The flux enforcement approach creates further constraints on how the metabolic fluxes in the system can be balanced at steady state. In the case of flux enforcements involving THRD this reduced set seems to leave only certain flux distributions to be possible that are specifically less optimal for the virus’ biomass biosynthesis, but still optimal for host maintenance function to be fulfilled. Expected from this, we found that the effective flux enforcements relate to compositional differences between the viral biomass and host maintenance functions, as illustrated in Figure 4 for the case of the enforcement of THRD and succinate dehydrogenase (SUCD1m). In the optimal flux distribution for SARS-CoV-2 production in the unmodified model, threonine is obtained from the medium through a threonine:leucine shuttle, with both of these amino acids being in relatively similar demand between host and virus requirements. In the case of THRD and SUCD1m fluxes enforced to specific ranges, threonine is instead obtained through a threonine:isoleucine shuttle and is now further intertwined with the arginine:isoleucine shuttle (Figure 4). This shift in fluxes happens because the flux enforcement of SUCD1m, a reaction of the TCA cycle, decreases the flux of the previously observed valine shuttle (see Figure 2) and increases the flux of alternative mitochondrial shuttle reactions including one involving leucine (see Figure 4). The reduced availability of leucine causes the utilisation of isoleucine and arginine for threonine, thereby creating a trade-off among these amino acids. Crucially, arginine is the highest and isoleucine the third highest differentially demanded amino acid when comparing virus vs. host requirements (Figure 3).
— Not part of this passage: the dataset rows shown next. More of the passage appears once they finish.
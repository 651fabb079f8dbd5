//! CLI configuration utilities

use anyhow::Result;
use numen_http::ClientConfig;
use std::path::{Path, PathBuf};

/// File holding the persisted session
pub const SESSION_FILE: &str = "session.json";

/// Data directory: explicit flag, then the platform data dir
pub fn resolve_data_dir(explicit: Option<PathBuf>) -> PathBuf {
    explicit.unwrap_or_else(|| {
        dirs::data_dir()
            .unwrap_or_else(|| PathBuf::from("."))
            .join("numen")
    })
}

pub fn session_path(data_dir: &Path) -> PathBuf {
    data_dir.join(SESSION_FILE)
}

/// Load the client configuration, falling back to `numen.toml` in the data
/// directory when no file is given
pub fn load_client_config(data_dir: &Path, explicit: Option<&Path>) -> Result<ClientConfig> {
    let default_path = data_dir.join("numen.toml");
    let path = explicit.or_else(|| default_path.exists().then_some(default_path.as_path()));
    Ok(ClientConfig::load(path)?)
}
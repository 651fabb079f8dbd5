//! Persisted session state
//!
//! Credentials live behind [`SessionStore`] so the HTTP layer never touches a
//! concrete storage backend. [`MemoryStore`] keeps them for the lifetime of the
//! process, [`FileStore`] keeps them in a JSON file between runs.

use std::collections::BTreeMap;
use std::fs::OpenOptions;
use std::io::Write;
use std::path::{Path, PathBuf};
use std::sync::{PoisonError, RwLock};
use thiserror::Error;

/// Key of the short-lived bearer credential
pub const ACCESS_TOKEN_KEY: &str = "access_token";
/// Key of the credential exchanged for new access tokens
pub const REFRESH_TOKEN_KEY: &str = "refresh_token";
/// Key of the cached user profile (JSON)
pub const USER_KEY: &str = "user";

/// Every key purged on logout
pub const SESSION_KEYS: [&str; 3] = [ACCESS_TOKEN_KEY, REFRESH_TOKEN_KEY, USER_KEY];

/// Session store errors
#[derive(Debug, Error)]
pub enum StoreError {
    #[error("IO error: {0}")]
    Io(#[from] std::io::Error),

    #[error("Corrupt session file: {0}")]
    Serialization(#[from] serde_json::Error),
}

/// Key/value storage for session credentials
pub trait SessionStore: Send + Sync {
    fn get(&self, key: &str) -> Result<Option<String>, StoreError>;

    fn set(&self, key: &str, value: &str) -> Result<(), StoreError>;

    fn remove(&self, key: &str) -> Result<(), StoreError>;

    /// Remove every session key
    fn clear(&self) -> Result<(), StoreError> {
        for key in SESSION_KEYS {
            self.remove(key)?;
        }
        Ok(())
    }
}

/// In-process store
#[derive(Debug, Default)]
pub struct MemoryStore {
    entries: RwLock<BTreeMap<String, String>>,
}

impl MemoryStore {
    pub fn new() -> Self {
        Self::default()
    }

    /// Store pre-populated with an access and refresh token
    pub fn with_tokens(access_token: &str, refresh_token: &str) -> Self {
        let store = Self::new();
        {
            let mut entries = store.entries.write().unwrap_or_else(PoisonError::into_inner);
            entries.insert(ACCESS_TOKEN_KEY.to_string(), access_token.to_string());
            entries.insert(REFRESH_TOKEN_KEY.to_string(), refresh_token.to_string());
        }
        store
    }
}

impl SessionStore for MemoryStore {
    fn get(&self, key: &str) -> Result<Option<String>, StoreError> {
        Ok(self
            .entries
            .read()
            .unwrap_or_else(PoisonError::into_inner)
            .get(key)
            .cloned())
    }

    fn set(&self, key: &str, value: &str) -> Result<(), StoreError> {
        self.entries
            .write()
            .unwrap_or_else(PoisonError::into_inner)
            .insert(key.to_string(), value.to_string());
        Ok(())
    }

    fn remove(&self, key: &str) -> Result<(), StoreError> {
        self.entries
            .write()
            .unwrap_or_else(PoisonError::into_inner)
            .remove(key);
        Ok(())
    }
}

/// Store backed by a JSON object on disk
///
/// The file is rewritten on every change. Entries are cached in memory, so
/// the file is only read once when the store is opened.
#[derive(Debug)]
pub struct FileStore {
    path: PathBuf,
    entries: RwLock<BTreeMap<String, String>>,
}

impl FileStore {
    /// Open the store at `path`, starting empty if the file does not exist
    pub fn open(path: impl Into<PathBuf>) -> Result<Self, StoreError> {
        let path = path.into();
        let entries = match std::fs::read_to_string(&path) {
            Ok(content) if content.trim().is_empty() => BTreeMap::new(),
            Ok(content) => serde_json::from_str(&content)?,
            Err(e) if e.kind() == std::io::ErrorKind::NotFound => BTreeMap::new(),
            Err(e) => return Err(e.into()),
        };

        debug!(path = %path.display(), entries = entries.len(), "Opened session file");

        Ok(Self {
            path,
            entries: RwLock::new(entries),
        })
    }

    pub fn path(&self) -> &Path {
        &self.path
    }

    fn persist(&self, entries: &BTreeMap<String, String>) -> Result<(), StoreError> {
        if let Some(parent) = self.path.parent() {
            std::fs::create_dir_all(parent)?;
        }

        let content = serde_json::to_string_pretty(entries)?;
        let tmp = self.path.with_extension("tmp");
        write_private(&tmp, content.as_bytes())?;
        std::fs::rename(&tmp, &self.path)?;
        Ok(())
    }
}

impl SessionStore for FileStore {
    fn get(&self, key: &str) -> Result<Option<String>, StoreError> {
        Ok(self
            .entries
            .read()
            .unwrap_or_else(PoisonError::into_inner)
            .get(key)
            .cloned())
    }

    fn set(&self, key: &str, value: &str) -> Result<(), StoreError> {
        let mut entries = self.entries.write().unwrap_or_else(PoisonError::into_inner);
        entries.insert(key.to_string(), value.to_string());
        self.persist(&entries)
    }

    fn remove(&self, key: &str) -> Result<(), StoreError> {
        let mut entries = self.entries.write().unwrap_or_else(PoisonError::into_inner);
        if entries.remove(key).is_some() {
            self.persist(&entries)?;
        }
        Ok(())
    }

    fn clear(&self) -> Result<(), StoreError> {
        let mut entries = self.entries.write().unwrap_or_else(PoisonError::into_inner);
        let before = entries.len();
        entries.retain(|key, _| !SESSION_KEYS.contains(&key.as_str()));
        if entries.len() != before {
            self.persist(&entries)?;
        }
        Ok(())
    }
}

/// Write `content` to a fresh file only the owner can read
fn write_private(path: &Path, content: &[u8]) -> std::io::Result<()> {
    // A leftover file would keep its old mode; `mode` only applies on create
    match std::fs::remove_file(path) {
        Ok(()) => {}
        Err(e) if e.kind() == std::io::ErrorKind::NotFound => {}
        Err(e) => return Err(e),
    }

    let mut options = OpenOptions::new();
    options.write(true).create_new(true);
    #[cfg(unix)]
    {
        use std::os::unix::fs::OpenOptionsExt;
        options.mode(0o600);
    }

    let mut file = options.open(path)?;
    file.write_all(content)?;
    file.sync_all()
}

#[cfg(test)]
mod tests {
    use super::*;
    use tempfile::TempDir;

    #[test]
    fn test_memory_store_clear_purges_session_keys() {
        let store = MemoryStore::with_tokens("access", "refresh");
        store.set(USER_KEY, r#"{"id":"1"}"#).unwrap();
        store.set("theme", "dark").unwrap();

        store.clear().unwrap();

        for key in SESSION_KEYS {
            assert_eq!(store.get(key).unwrap(), None);
        }
        assert_eq!(store.get("theme").unwrap().as_deref(), Some("dark"));
    }

    #[test]
    fn test_file_store_persists_between_opens() {
        let dir = TempDir::new().unwrap();
        let path = dir.path().join("nested").join("session.json");

        let store = FileStore::open(&path).unwrap();
        store.set(ACCESS_TOKEN_KEY, "abc").unwrap();
        store.set(REFRESH_TOKEN_KEY, "def").unwrap();
        drop(store);

        let reopened = FileStore::open(&path).unwrap();
        assert_eq!(reopened.get(ACCESS_TOKEN_KEY).unwrap().as_deref(), Some("abc"));
        assert_eq!(reopened.get(REFRESH_TOKEN_KEY).unwrap().as_deref(), Some("def"));
    }

    #[test]
    fn test_file_store_clear() {
        let dir = TempDir::new().unwrap();
        let path = dir.path().join("session.json");

        let store = FileStore::open(&path).unwrap();
        store.set(ACCESS_TOKEN_KEY, "abc").unwrap();
        store.set(USER_KEY, "{}").unwrap();
        store.clear().unwrap();

        let reopened = FileStore::open(&path).unwrap();
        assert_eq!(reopened.get(ACCESS_TOKEN_KEY).unwrap(), None);
        assert_eq!(reopened.get(USER_KEY).unwrap(), None);
    }

    #[test]
    fn test_file_store_rejects_corrupt_file() {
        let dir = TempDir::new().unwrap();
        let path = dir.path().join("session.json");
        std::fs::write(&path, "not json").unwrap();

        assert!(matches!(
            FileStore::open(&path),
            Err(StoreError::Serialization(_))
        ));
    }

    #[cfg(unix)]
    #[test]
    fn test_file_store_is_private() {
        use std::os::unix::fs::PermissionsExt;

        let dir = TempDir::new().unwrap();
        let path = dir.path().join("session.json");
        let store = FileStore::open(&path).unwrap();
        store.set(ACCESS_TOKEN_KEY, "abc").unwrap();

        let mode = std::fs::metadata(&path).unwrap().permissions().mode();
        assert_eq!(mode & 0o777, 0o600);
    }

    #[cfg(unix)]
    #[test]
    fn test_file_store_replaces_world_readable_leftover() {
        use std::os::unix::fs::PermissionsExt;

        let dir = TempDir::new().unwrap();
        let path = dir.path().join("session.json");
        let leftover = path.with_extension("tmp");
        std::fs::write(&leftover, "{}").unwrap();
        std::fs::set_permissions(&leftover, std::fs::Permissions::from_mode(0o644)).unwrap();

        let store = FileStore::open(&path).unwrap();
        store.set(ACCESS_TOKEN_KEY, "abc").unwrap();

        let mode = std::fs::metadata(&path).unwrap().permissions().mode();
        assert_eq!(mode & 0o777, 0o600);
        assert!(!leftover.exists());
        assert_eq!(
            FileStore::open(&path).unwrap().get(ACCESS_TOKEN_KEY).unwrap().as_deref(),
            Some("abc")
        );
    }
}
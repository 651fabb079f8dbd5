//! CLI commands

use anyhow::{Context, Result};
use chrono::NaiveDate;
use clap::Subcommand;
use numen_http::types::{CalculationRequest, ChatRequest, LoginRequest};
use numen_http::{FileStore, SessionClient, SessionClientBuilder};
use serde::Serialize;
use std::path::Path;
use std::sync::Arc;
use tracing::info;

use crate::config;
use crate::terminal::{TerminalNotifier, drain_session_events};

#[derive(Subcommand)]
pub enum Commands {
    /// Log in and store the session
    Login {
        /// Account email
        #[arg(long, env = "NUMEN_EMAIL")]
        email: String,

        /// Account password
        #[arg(long, env = "NUMEN_PASSWORD", hide_env_values = true)]
        password: String,
    },

    /// End the session and forget stored credentials
    Logout,

    /// Show the logged-in user
    Whoami,

    /// Compute the core numbers for a name and birth date
    Calculate {
        /// Full birth name
        #[arg(long)]
        name: String,

        /// Birth date (YYYY-MM-DD)
        #[arg(long)]
        birth_date: NaiveDate,
    },

    /// List reports
    Reports {
        /// Page number
        #[arg(long)]
        page: Option<u32>,
    },

    /// Show a single report
    Report {
        /// Report ID
        id: String,
    },

    /// List notifications
    Notifications {
        /// Only unread notifications
        #[arg(long)]
        unread: bool,
    },

    /// Ask the AI assistant
    Chat {
        /// Message to send
        message: String,

        /// Continue an existing conversation
        #[arg(long)]
        conversation: Option<String>,
    },

    /// Authenticated GET of any API path, printed as JSON
    Get {
        /// Path below the API root, e.g. /payments/plans/
        path: String,
    },
}

impl Commands {
    pub async fn execute(self, data_dir: &Path, config_file: Option<&Path>) -> Result<()> {
        let client = build_client(data_dir, config_file)?;
        let mut events = client.subscribe();

        let result = self.run(&client).await;
        drain_session_events(&mut events);
        result
    }

    async fn run(self, client: &SessionClient) -> Result<()> {
        match self {
            Self::Login { email, password } => {
                let tokens = client.login(&LoginRequest { email, password }).await?;
                match tokens.user {
                    Some(user) => println!("Logged in as {}", user.email),
                    None => println!("Logged in"),
                }
                Ok(())
            }
            Self::Logout => {
                client.logout().await?;
                println!("Logged out");
                Ok(())
            }
            Self::Whoami => {
                if !client.is_authenticated() {
                    println!("Not logged in");
                    return Ok(());
                }
                print_json(&client.get_profile().await?)
            }
            Self::Calculate { name, birth_date } => {
                let request = CalculationRequest {
                    full_name: name,
                    birth_date,
                };
                print_json(&client.calculate(&request).await?)
            }
            Self::Reports { page } => print_json(&client.list_reports(page).await?),
            Self::Report { id } => print_json(&client.get_report(&id).await?),
            Self::Notifications { unread } => {
                print_json(&client.list_notifications(unread).await?)
            }
            Self::Chat {
                message,
                conversation,
            } => {
                let reply = client
                    .send_chat_message(&ChatRequest {
                        message,
                        conversation_id: conversation,
                    })
                    .await?;
                println!("{}", reply.reply);
                Ok(())
            }
            Self::Get { path } => {
                let value: serde_json::Value = client.get(&path).await?;
                print_json(&value)
            }
        }
    }
}

fn build_client(data_dir: &Path, config_file: Option<&Path>) -> Result<SessionClient> {
    let config = config::load_client_config(data_dir, config_file)?;
    let session_path = config::session_path(data_dir);
    let store = FileStore::open(&session_path)
        .with_context(|| format!("failed to open session file {}", session_path.display()))?;

    info!(base_url = %config.base_url, session = %session_path.display(), "Using API");

    Ok(SessionClientBuilder::from_config(&config)
        .store(Arc::new(store))
        .notifier(Arc::new(TerminalNotifier))
        .build()?)
}

fn print_json<T: Serialize>(value: &T) -> Result<()> {
    println!("{}", serde_json::to_string_pretty(value)?);
    Ok(())
}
This is why the described trade-off situation among these amino acids and threonine, caused by the flux enforcement, differentially impacts the SARS-CoV-2 biomass production more than it effects host maintenance.
Current metabolic drugs exist that could target predicted reactions to inhibit production of SARS-CoV-2. The metabolic approach employed here allowed prediction of several reactions and reaction combinations that could limit SARS-CoV-2 production in human cells in general and differentially in human lung cells. The most significant of these are re-summarised in Table 1 as those reactions, the perturbation of which, can reduce virus production below 80% of the original. For these reactions, we evaluated their associated enzymes in the light of existing, approved drugs using the available small molecule inhibitor and drug database DrugBank (Wishart 2018). We found several existing drugs that could inhibit some of the predicted reactions including those targeting enolase (ENO), phosphoglycerate mutase (PGM), and SUCD1m (Table 2). These drugs could be used as a starting point to experimentally test the predictions made here, using in vitroassays. In addition to these identified small molecule inhibitors, we note that it might also be possible to achieve development of de novo metabolic gene knock-out approaches using recent CRISPR and RNA silencing approaches.